Exercise objective >> From the material below, copy out each line with the word "values" in it.

Recorded data >>
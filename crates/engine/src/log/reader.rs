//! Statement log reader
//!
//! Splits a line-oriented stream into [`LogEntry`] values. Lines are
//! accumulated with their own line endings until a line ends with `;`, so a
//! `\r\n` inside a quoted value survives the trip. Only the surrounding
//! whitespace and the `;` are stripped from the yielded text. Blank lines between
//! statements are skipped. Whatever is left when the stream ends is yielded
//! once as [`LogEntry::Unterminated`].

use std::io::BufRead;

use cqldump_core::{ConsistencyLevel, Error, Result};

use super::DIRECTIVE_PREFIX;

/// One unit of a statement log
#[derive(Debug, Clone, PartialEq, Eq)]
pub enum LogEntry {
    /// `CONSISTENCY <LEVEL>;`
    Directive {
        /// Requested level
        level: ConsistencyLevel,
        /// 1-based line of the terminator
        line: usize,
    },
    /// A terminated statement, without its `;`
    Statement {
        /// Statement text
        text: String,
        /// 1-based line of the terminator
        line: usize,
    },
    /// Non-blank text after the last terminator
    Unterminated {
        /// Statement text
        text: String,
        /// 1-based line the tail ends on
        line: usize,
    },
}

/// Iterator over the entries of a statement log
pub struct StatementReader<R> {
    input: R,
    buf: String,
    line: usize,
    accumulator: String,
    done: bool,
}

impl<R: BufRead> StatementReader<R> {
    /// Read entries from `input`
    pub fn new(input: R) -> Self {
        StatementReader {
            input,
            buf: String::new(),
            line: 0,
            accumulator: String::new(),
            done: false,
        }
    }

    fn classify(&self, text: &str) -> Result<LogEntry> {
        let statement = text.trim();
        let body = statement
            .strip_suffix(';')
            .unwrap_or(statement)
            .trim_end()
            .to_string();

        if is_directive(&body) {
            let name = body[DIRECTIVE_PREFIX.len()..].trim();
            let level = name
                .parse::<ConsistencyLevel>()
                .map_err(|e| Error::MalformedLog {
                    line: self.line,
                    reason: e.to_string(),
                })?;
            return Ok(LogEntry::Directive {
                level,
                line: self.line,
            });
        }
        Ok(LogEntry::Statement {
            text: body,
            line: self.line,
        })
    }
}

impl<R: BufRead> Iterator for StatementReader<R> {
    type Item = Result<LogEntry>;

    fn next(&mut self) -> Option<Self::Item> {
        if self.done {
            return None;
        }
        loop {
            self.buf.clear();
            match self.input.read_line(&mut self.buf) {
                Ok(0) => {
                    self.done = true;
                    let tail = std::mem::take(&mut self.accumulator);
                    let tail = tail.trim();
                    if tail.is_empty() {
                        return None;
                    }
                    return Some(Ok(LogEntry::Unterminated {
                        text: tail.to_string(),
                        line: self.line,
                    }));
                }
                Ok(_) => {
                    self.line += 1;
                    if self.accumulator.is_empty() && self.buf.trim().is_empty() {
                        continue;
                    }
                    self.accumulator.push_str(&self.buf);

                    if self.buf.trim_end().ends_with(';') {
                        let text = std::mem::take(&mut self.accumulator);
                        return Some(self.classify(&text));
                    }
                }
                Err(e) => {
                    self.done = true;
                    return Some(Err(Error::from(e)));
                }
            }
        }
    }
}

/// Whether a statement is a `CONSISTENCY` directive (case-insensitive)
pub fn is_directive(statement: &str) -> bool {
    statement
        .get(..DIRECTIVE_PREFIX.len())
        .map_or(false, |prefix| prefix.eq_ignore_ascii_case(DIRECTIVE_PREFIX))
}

==

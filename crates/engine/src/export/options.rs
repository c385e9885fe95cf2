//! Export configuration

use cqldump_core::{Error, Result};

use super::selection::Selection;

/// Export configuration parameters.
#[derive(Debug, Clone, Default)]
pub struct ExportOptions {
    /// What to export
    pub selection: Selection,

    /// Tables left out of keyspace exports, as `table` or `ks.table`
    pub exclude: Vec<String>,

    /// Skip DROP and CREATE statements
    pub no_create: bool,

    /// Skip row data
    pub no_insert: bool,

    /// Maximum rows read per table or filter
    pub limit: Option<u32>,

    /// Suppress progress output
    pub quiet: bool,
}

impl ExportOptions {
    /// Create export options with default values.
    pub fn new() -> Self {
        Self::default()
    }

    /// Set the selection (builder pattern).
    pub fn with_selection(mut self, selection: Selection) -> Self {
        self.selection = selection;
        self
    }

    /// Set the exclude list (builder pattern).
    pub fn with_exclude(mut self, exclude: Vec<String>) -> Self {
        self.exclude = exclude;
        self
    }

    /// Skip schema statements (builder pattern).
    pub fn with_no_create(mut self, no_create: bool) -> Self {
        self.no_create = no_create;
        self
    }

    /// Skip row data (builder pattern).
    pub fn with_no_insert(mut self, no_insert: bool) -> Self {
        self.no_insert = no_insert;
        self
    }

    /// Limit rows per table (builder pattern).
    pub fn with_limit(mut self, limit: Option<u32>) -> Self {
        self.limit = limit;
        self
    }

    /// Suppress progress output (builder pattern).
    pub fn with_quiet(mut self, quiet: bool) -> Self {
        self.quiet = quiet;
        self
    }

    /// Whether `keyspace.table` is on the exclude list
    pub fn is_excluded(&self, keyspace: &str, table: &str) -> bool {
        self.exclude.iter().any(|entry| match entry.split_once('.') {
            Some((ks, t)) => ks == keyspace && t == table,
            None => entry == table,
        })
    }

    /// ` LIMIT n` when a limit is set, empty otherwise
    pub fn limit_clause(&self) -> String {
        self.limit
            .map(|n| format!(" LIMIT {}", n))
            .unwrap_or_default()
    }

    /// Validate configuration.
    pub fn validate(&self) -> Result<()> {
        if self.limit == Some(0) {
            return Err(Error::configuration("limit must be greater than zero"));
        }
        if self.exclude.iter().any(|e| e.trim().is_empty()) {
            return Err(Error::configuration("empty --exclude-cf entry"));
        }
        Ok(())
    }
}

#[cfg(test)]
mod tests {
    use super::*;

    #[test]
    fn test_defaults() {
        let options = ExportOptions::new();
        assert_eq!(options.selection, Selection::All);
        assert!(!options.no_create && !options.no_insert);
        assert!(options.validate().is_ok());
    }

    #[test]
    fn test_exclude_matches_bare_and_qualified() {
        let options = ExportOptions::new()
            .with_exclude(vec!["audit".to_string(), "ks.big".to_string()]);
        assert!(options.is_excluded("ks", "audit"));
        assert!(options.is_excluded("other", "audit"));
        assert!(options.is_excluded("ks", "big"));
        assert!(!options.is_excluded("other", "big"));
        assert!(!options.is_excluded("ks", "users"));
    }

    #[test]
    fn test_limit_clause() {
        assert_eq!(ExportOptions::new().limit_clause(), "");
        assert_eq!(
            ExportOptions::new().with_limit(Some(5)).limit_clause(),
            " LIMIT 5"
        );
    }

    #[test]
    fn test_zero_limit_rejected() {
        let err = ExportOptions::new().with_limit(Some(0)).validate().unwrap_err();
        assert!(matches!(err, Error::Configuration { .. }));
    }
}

Result of the exercise >>
//! Splits a line-oriented stream into [`LogEntry`] values. Lines are
    /// Create export options with default values.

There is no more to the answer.